Огромное тело, словно вздувшееся тесто, обтянутое поплиновой блузой, лежало в паутине из блестящих трубок. Конструкция играла роль кровати, коляски, шезлонга и кресла. Единственный металлический предмет в комнате, обставленной с большим вкусом, где пол устилал старый персидский ковер.
– Ессе Homo![8] – прошептал потрясенный Этер.
На ум ему невольно пришли слова из молитвенника бабки, хотя водянистое тело, колышущееся на эластичном матраце, ничем не напоминало распятого Назаретянина. Подобно огромному крабу, он постоянно лежал на солнышке, не чувствуя запахов, звуков и не видя одного из самых прекрасных пейзажей.
– Бедный гомункул!
Лицо Этера кривилось, он боролся со слезами.
Я отвернулся и зашагал к стеклянной стене. Ее огромные секции вращались вокруг оси, открываясь на террасу, уставленную роскошными растениями. За террасой громоздились Альпы.
Их покрывал легкий туман, снежные шапки сверкали на солнце, на склонах росли альпийские ели.

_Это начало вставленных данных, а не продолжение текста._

//! Race-text generation for TypeRace.
//!
//! A [`TextStream`] produces the shared race text: random words from a
//! language-specific bank, joined by single spaces. For modes where the
//! text must outlast the fastest typist, [`TextStream::batch`] produces
//! the fixed-size chunks appended by the extension policy.
//!
//! Generation always succeeds — there are no error cases here, only a
//! random source.

mod words;

use rand::rngs::StdRng;
use rand::SeedableRng;
use typerace_core::Language;

/// Words appended per extension. Large enough that extension is rare
/// relative to typing speed, small enough not to bloat the stored text.
pub const EXTEND_BATCH_WORDS: u32 = 60;

/// A language-bound source of race text.
pub struct TextStream {
    language: Language,
    rng: StdRng,
}

impl TextStream {
    /// A stream seeded from the operating system.
    pub fn new(language: Language) -> Self {
        Self {
            language,
            rng: StdRng::from_os_rng(),
        }
    }

    /// A deterministic stream for tests.
    pub fn with_seed(language: Language, seed: u64) -> Self {
        Self {
            language,
            rng: StdRng::seed_from_u64(seed),
        }
    }

    pub fn language(&self) -> Language {
        self.language
    }

    /// `word_count` words drawn uniformly (with replacement) from the
    /// bank, joined by single spaces.
    pub fn generate(&mut self, word_count: u32) -> String {
        let mut text = String::new();
        for i in 0..word_count {
            if i > 0 {
                text.push(' ');
            }
            text.push_str(words::pick(self.language, &mut self.rng));
        }
        text
    }

    /// One extension chunk of [`EXTEND_BATCH_WORDS`] words.
    pub fn batch(&mut self) -> String {
        self.generate(EXTEND_BATCH_WORDS)
    }
}

/// Counts the words of `text` that lie entirely within its first
/// `prefix_len` bytes.
///
/// This is the sudden-death ranking key: given the correctly-typed prefix
/// length, how many whole words did the player get through? A word counts
/// once its last character is inside the prefix; a partial word does not.
pub fn completed_words(text: &str, prefix_len: usize) -> u32 {
    let mut count = 0;
    let mut offset = 0;
    for word in text.split(' ') {
        let end = offset + word.len();
        if end > prefix_len {
            break;
        }
        if !word.is_empty() {
            count += 1;
        }
        offset = end + 1; // skip the separating space
    }
    count
}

Внизу искрилось озеро Лаго-Маджоре с ниткой шоссе по берегу.
Видел ли больной все это? Неизвестно, мог ли он вообще видеть. Быть может, он воспринимал окружающий мир как горсть стеклышек из разбитого калейдоскопа? На мертвом лице не отражалось никаких чувств.
– Брат! – Этер опустился на колени возле колыбели из хромированных трубок, обнял лежащего. – Брат! – шептал он и плакал.
Плакал над обретенным братом, над собой, над своим отцом – чудовищем, которого так страшно покарала судьба, что старшего сына он вынужден прятать, как позор.
Отклика не было. Не дрогнул ни один жирный наманикюренный палец. Руки безвольно лежали вдоль туловища.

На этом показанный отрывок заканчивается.